**YOUR ASSIGNMENT:** Look through the entries that follow and return each line that has the string "pipeline".

ENTRIES SUPPLIED START

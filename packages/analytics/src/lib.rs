#![cfg_attr(feature = "fail-on-warnings", deny(warnings))]
#![warn(clippy::all, clippy::pedantic, clippy::nursery, clippy::cargo)]
#![allow(clippy::multiple_crate_versions, clippy::cargo_common_metadata)]

//! Summary tables over pipeline outputs.
//!
//! Each function in [`reports`] turns in-memory pipeline values into rows
//! ready for CSV export. Every row carries the generation timestamp so
//! exported tables can be matched to the run that produced them.

pub mod reports;

pub use reports::{
    GfaOverviewRow, RegulationOverviewRow, ScenarioMetricRow, gfa_overview, regulation_overview,
    scenario_difference,
};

ENTRIES SUPPLIED END

**OUTPUT OF THE EXERCISE:**
//! Summary tables over pipeline outputs.
//! Each function in [`reports`] turns in-memory pipeline values into rows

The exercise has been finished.